Valentine’s Day kicks in during February and we’re reminded that yet again we don’t have a respective other half to spend the day with. It’s as if Valentine’s Day is designed not as a day for loved up couples to have an excuse to be mushy and show off their affection in our faces, but it’s designed for us on our own to be reminded of the fact.
I’m not bothered about the being single side of things, it’s been this way for as long as I remember and I’m happy with the dating and sex side without the attachment. I’m extremely busy and happy with my life as it is but when Valentine’s Day falls on a weekend like this year it seems that ALL my coupled up friends disappear. Last year there were quite a few of my friendship group without other halves so it wasn’t noticeable, plus we had the first Fifty Shades of Grey film out to laugh at.
But this year we are down to three of us left without significant others ready to have a fun weekend showing off that the love of your friends is just as important (if not more so) than the love of a partner. I always make an effort to make plans and ensure that I’m surrounded by people I love on the day so we can people watch and have an amazing day and this year is no different. This sounds like a much more fun version than what I’d be doing if I was alone which would be doing a Bridget Jones and crying along while singing ‘All by myself’. Okay maybe not quite that dramatic but you get the picture.

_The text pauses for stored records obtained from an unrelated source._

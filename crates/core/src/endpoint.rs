//! The request/response contracts of the tutoring endpoints.
//!
//! Every endpoint is a JSON POST. Failures are reported with an
//! [`ErrorBody`] and a non-2xx status.

use crate::error::{Result, TutorError};
use crate::types::ConversationTurn;
use serde::{Deserialize, Serialize};
use utoipa::ToSchema;

/// The five endpoints and their fixed collaborator parameters.
#[derive(Debug, Clone, Copy, PartialEq, Eq, Hash)]
pub enum Endpoint {
    Analyze,
    Teach,
    Math,
    Technical,
    Schema,
}

/// Teaching-style endpoints; they all return a `TeachingResult`.
#[derive(Debug, Clone, Copy, PartialEq, Eq)]
pub enum TeachingEndpoint {
    Teach,
    Math,
    Technical,
}

impl From<TeachingEndpoint> for Endpoint {
    fn from(endpoint: TeachingEndpoint) -> Self {
        match endpoint {
            TeachingEndpoint::Teach => Endpoint::Teach,
            TeachingEndpoint::Math => Endpoint::Math,
            TeachingEndpoint::Technical => Endpoint::Technical,
        }
    }
}

impl Endpoint {
    /// Route segment under `/api`.
    pub fn path(self) -> &'static str {
        match self {
            Endpoint::Analyze => "analyze",
            Endpoint::Teach => "teach",
            Endpoint::Math => "math",
            Endpoint::Technical => "technical",
            Endpoint::Schema => "schema",
        }
    }

    /// Prompt template name, i.e. the file stem in the prompts directory.
    pub fn prompt_key(self) -> &'static str {
        self.path()
    }

    /// Output token ceiling. Diagrams get less room than prose.
    pub fn max_tokens(self) -> u32 {
        match self {
            Endpoint::Schema => 2000,
            _ => 4000,
        }
    }

    /// The `error` text reported when the model call itself fails.
    pub fn failure_label(self) -> &'static str {
        match self {
            Endpoint::Analyze => "Failed to analyze code",
            Endpoint::Teach => "Failed to generate teaching response",
            Endpoint::Math => "Failed to get math response",
            Endpoint::Technical => "Failed to get technical response",
            Endpoint::Schema => "Failed to generate diagram",
        }
    }
}

/// Client-facing error object.
#[derive(Debug, Clone, PartialEq, Eq, Serialize, Deserialize, ToSchema)]
pub struct ErrorBody {
    pub error: String,
    #[serde(default, skip_serializing_if = "Option::is_none")]
    pub message: Option<String>,
}

impl ErrorBody {
    /// Human-readable text combining both fields.
    pub fn describe(&self) -> String {
        match &self.message {
            Some(message) if !message.is_empty() => format!("{}: {}", self.error, message),
            _ => self.error.clone(),
        }
    }
}

fn require(field: &str, message: &str) -> Result<()> {
    if field.trim().is_empty() {
        Err(TutorError::Validation(message.to_string()))
    } else {
        Ok(())
    }
}

#[derive(Debug, Clone, Default, PartialEq, Serialize, Deserialize, ToSchema)]
#[serde(default)]
pub struct AnalyzeRequest {
    #[schema(example = "def f(): pass")]
    pub code: String,
    #[schema(example = "python")]
    pub language: String,
}

impl AnalyzeRequest {
    pub fn validate(&self) -> Result<()> {
        require(&self.code, "Code and language are required")?;
        require(&self.language, "Code and language are required")
    }
}

/// Request body shared by `teach`, `math` and `technical`.
#[derive(Debug, Clone, Default, PartialEq, Serialize, Deserialize, ToSchema)]
#[serde(default, rename_all = "camelCase")]
pub struct TeachRequest {
    #[schema(example = "Teach me Binary Search")]
    pub message: String,
    pub conversation_history: Vec<ConversationTurn>,
    #[serde(skip_serializing_if = "Option::is_none")]
    pub context: Option<String>,
}

impl TeachRequest {
    pub fn validate(&self) -> Result<()> {
        require(&self.message, "Message is required")
    }
}

#[derive(Debug, Clone, Default, PartialEq, Serialize, Deserialize, ToSchema)]
#[serde(default)]
pub struct SchemaRequest {
    #[schema(example = "flowchart of binary search")]
    pub request: String,
    #[serde(skip_serializing_if = "Option::is_none")]
    pub context: Option<String>,
}

impl SchemaRequest {
    pub fn validate(&self) -> Result<()> {
        require(&self.request, "Schema request is required")
    }
}
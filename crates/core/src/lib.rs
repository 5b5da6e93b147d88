//! Tutor Core
//!
//! Session orchestration and response-contract handling for the interactive
//! tutor: typed results parsed out of free-form model text, a single-flight
//! guard for primary requests, the mode state machine, and the orchestrator
//! that ties them to a [`tutor_service::TutorService`] backend.

pub mod contract;
pub mod endpoint;
pub mod error;
pub mod guard;
pub mod http_service;
pub mod language;
pub mod llm_client;
pub mod orchestrator;
pub mod prompts;
pub mod session;
pub mod tutor_service;
pub mod types;

pub use error::{Result, TutorError};
pub use orchestrator::{BackOutcome, SessionEvent, SessionOrchestrator, TurnOutcome};
pub use session::{Mode, SessionState};
//! Axum Router Configuration
//!
//! The tutoring endpoints under `/api`, plus Swagger UI and the OpenAPI
//! document.

use crate::{handlers, state::AppState};

use axum::{Router, routing::post};
use std::sync::Arc;
use tutor_core::{
    endpoint::{AnalyzeRequest, ErrorBody, SchemaRequest, TeachRequest},
    types::{
        AnalysisResult, ConversationTurn, DiagramKind, DiagramResult, Issue, Severity,
        TeachingKind, TeachingResult, TurnRole,
    },
};
use utoipa::OpenApi;
use utoipa_swagger_ui::SwaggerUi;

#[derive(OpenApi)]
#[openapi(
    paths(
        handlers::analyze,
        handlers::teach,
        handlers::math,
        handlers::technical,
        handlers::schema,
    ),
    components(
        schemas(
            AnalyzeRequest, TeachRequest, SchemaRequest, ErrorBody, ConversationTurn, TurnRole,
            AnalysisResult, Issue, Severity, TeachingResult, TeachingKind, DiagramResult, DiagramKind
        )
    ),
    tags(
        (name = "Tutor API", description = "Code analysis, Socratic teaching turns and diagram generation")
    )
)]
pub struct ApiDoc;

/// Creates the main Axum router for the application.
pub fn create_router(app_state: Arc<AppState>) -> Router {
    let api_router = Router::new()
        .route("/api/analyze", post(handlers::analyze))
        .route("/api/teach", post(handlers::teach))
        .route("/api/math", post(handlers::math))
        .route("/api/technical", post(handlers::technical))
        .route("/api/schema", post(handlers::schema))
        .with_state(app_state);

    Router::new()
        .merge(SwaggerUi::new("/swagger-ui").url("/api-docs/openapi.json", ApiDoc::openapi()))
        .merge(api_router)
}
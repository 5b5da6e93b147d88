//! Error taxonomy shared by every tutoring endpoint and the orchestrator.

use std::time::Duration;

/// Failures that can end a tutoring request.
///
/// All variants are caught at the orchestration boundary and rendered as a
/// readable tutor message; none of them is retried automatically.
#[derive(Debug, Clone, PartialEq, Eq, thiserror::Error)]
pub enum TutorError {
    /// A required request field was missing or blank. Raised before any
    /// external call is attempted.
    #[error("{0}")]
    Validation(String),
    /// No credential is configured for the model service.
    #[error("{0}")]
    Configuration(String),
    /// The model output could not be read as JSON by either parse strategy.
    #[error("{0}")]
    ContractViolation(String),
    /// Network or HTTP failure talking to the external service.
    #[error("{0}")]
    Transport(String),
    /// The external call did not settle within the configured bound.
    #[error("request timed out after {}s", .0.as_secs())]
    Timeout(Duration),
}

impl TutorError {
    /// Short machine-friendly label, used in logs.
    pub fn kind(&self) -> &'static str {
        match self {
            TutorError::Validation(_) => "validation",
            TutorError::Configuration(_) => "configuration",
            TutorError::ContractViolation(_) => "contract_violation",
            TutorError::Transport(_) => "transport",
            TutorError::Timeout(_) => "timeout",
        }
    }
}

impl From<reqwest::Error> for TutorError {
    fn from(err: reqwest::Error) -> Self {
        TutorError::Transport(err.to_string())
    }
}

pub type Result<T> = std::result::Result<T, TutorError>;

On Friday night of Valentines weekend one of my favourite bands Bury Tomorrow are playing at Brixton Academy with Parkway Drive so I am going to catch up with some friends and see the bands. Deadpool also comes out around the weekend so if I haven’t seen it earlier in the week this will definitely appear on Valentines Day weekend. On the Saturday night it’s going to be heading out with the other two single pringles in my friendship group, downing some pretty tasting cocktails and dancing like children. I think that is a perfect plan. Plus it also means on actual Valentines Day I can wake up with my friends hungover and dying and we can cuddle up on the sofa and order take away. If that isn’t love then I don’t know what is.
Reading this post back I realise I may sound a little bitter about the day and maybe I am, but even when I have been in relationships I didn’t like the day. It’s the same old why display your love on a particular day when you should be showing it all year round.